- EXERCISE AIM
Below are the records. Gather each line that holds "BadRequest".

- EXERCISE DATA
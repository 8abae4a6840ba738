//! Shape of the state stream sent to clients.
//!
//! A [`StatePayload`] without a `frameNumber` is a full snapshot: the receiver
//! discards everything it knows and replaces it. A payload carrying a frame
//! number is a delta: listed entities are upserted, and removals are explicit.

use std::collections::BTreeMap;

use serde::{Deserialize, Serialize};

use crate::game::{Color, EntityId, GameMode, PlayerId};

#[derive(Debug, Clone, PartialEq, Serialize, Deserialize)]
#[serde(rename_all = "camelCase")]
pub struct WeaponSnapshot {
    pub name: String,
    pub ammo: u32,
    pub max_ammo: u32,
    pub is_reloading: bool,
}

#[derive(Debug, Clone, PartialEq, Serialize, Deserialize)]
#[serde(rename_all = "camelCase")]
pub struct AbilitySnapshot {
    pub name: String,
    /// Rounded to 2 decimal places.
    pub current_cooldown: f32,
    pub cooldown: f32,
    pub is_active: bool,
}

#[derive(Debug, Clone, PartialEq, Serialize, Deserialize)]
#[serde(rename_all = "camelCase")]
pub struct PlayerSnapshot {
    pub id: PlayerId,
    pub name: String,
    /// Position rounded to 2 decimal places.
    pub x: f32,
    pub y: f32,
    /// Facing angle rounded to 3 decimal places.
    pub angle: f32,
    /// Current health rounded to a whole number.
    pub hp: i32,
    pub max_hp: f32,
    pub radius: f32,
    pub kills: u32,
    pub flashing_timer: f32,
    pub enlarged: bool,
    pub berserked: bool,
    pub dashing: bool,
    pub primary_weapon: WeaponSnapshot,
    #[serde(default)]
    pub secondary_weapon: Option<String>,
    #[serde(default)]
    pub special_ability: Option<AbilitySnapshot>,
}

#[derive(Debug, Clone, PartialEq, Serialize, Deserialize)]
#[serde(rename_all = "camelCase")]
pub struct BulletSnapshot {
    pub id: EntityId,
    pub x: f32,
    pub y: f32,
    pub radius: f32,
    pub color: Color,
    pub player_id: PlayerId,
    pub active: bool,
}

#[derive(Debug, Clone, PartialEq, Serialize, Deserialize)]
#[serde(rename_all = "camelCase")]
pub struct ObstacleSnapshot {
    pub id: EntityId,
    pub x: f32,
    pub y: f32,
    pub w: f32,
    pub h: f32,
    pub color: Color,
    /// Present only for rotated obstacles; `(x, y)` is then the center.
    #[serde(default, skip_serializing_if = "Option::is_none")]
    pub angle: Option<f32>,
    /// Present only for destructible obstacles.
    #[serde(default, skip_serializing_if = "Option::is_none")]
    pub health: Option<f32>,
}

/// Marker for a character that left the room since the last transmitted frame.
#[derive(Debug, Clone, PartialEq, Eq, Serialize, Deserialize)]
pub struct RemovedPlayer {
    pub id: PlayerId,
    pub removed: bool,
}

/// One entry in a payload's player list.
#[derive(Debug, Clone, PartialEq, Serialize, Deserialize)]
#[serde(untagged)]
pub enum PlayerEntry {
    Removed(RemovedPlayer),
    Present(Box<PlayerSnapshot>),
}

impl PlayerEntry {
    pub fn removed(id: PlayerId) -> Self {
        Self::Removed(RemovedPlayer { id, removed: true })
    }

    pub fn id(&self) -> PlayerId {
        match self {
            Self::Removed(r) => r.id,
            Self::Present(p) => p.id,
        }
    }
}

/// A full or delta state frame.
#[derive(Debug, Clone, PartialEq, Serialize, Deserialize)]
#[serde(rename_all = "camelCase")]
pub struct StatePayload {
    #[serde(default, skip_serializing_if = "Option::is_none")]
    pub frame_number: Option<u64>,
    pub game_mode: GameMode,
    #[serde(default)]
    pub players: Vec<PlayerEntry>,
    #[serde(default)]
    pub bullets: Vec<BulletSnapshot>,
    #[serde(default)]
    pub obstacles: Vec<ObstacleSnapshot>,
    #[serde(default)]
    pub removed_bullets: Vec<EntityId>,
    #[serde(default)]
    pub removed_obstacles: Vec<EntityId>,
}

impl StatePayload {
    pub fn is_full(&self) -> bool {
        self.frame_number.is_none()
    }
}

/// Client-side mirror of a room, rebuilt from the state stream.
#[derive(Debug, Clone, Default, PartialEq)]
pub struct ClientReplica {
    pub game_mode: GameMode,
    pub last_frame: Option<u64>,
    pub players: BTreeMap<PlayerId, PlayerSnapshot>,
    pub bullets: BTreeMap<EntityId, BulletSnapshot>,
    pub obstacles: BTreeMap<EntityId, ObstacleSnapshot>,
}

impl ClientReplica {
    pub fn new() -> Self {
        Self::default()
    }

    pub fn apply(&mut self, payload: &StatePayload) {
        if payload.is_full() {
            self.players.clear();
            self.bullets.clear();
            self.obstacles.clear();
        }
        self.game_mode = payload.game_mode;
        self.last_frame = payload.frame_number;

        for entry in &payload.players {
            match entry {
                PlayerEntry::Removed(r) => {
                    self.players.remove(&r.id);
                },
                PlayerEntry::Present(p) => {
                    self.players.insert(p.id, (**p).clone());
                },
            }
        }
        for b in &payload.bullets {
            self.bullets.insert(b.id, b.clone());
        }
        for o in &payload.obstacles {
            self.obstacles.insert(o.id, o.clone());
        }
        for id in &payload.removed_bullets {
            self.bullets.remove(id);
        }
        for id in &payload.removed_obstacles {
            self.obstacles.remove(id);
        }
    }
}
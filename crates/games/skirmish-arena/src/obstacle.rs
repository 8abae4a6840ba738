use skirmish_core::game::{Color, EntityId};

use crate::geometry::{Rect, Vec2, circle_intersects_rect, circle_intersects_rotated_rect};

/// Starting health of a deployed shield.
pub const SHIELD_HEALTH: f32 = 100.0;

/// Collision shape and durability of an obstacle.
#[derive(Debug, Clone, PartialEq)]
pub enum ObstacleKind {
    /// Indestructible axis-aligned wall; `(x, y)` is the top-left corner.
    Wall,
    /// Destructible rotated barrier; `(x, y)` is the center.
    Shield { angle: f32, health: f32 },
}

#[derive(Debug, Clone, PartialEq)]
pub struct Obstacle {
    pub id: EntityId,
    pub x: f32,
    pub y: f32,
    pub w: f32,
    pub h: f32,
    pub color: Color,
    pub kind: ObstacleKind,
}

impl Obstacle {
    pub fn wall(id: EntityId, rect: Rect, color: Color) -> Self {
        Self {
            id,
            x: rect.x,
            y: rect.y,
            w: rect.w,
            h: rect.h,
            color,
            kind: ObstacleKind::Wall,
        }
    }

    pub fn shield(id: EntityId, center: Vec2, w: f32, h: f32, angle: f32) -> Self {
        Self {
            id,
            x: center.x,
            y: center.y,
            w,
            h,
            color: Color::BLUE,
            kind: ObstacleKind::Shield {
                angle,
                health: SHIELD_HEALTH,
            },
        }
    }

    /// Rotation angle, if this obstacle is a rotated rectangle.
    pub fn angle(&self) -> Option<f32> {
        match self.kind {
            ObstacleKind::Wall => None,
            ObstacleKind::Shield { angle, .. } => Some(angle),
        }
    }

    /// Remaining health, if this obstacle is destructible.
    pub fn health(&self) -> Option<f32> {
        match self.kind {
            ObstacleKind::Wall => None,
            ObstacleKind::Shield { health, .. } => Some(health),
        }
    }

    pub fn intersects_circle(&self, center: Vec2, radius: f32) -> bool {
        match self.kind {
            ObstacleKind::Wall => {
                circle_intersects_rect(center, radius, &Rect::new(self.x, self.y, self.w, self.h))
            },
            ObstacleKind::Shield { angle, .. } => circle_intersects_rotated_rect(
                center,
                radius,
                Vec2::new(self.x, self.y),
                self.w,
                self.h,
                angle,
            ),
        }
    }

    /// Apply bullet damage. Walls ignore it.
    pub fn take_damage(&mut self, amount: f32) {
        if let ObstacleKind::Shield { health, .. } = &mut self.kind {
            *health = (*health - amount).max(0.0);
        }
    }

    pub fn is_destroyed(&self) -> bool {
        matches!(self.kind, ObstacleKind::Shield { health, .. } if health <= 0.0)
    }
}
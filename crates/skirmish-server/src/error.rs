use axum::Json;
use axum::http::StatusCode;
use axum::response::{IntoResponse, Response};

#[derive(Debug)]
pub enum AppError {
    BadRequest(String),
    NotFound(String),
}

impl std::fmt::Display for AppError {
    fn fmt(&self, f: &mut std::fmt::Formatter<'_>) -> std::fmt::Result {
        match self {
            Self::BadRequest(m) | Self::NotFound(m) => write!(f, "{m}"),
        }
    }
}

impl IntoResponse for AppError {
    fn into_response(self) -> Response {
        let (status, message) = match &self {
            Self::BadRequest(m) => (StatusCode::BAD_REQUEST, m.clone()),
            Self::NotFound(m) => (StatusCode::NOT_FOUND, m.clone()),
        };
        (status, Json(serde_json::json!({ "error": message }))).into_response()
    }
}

- SOLUTION FOR THIS TASK
    BadRequest(String),
            Self::BadRequest(m) | Self::NotFound(m) => write!(f, "{m}"),
            Self::BadRequest(m) => (StatusCode::BAD_REQUEST, m.clone()),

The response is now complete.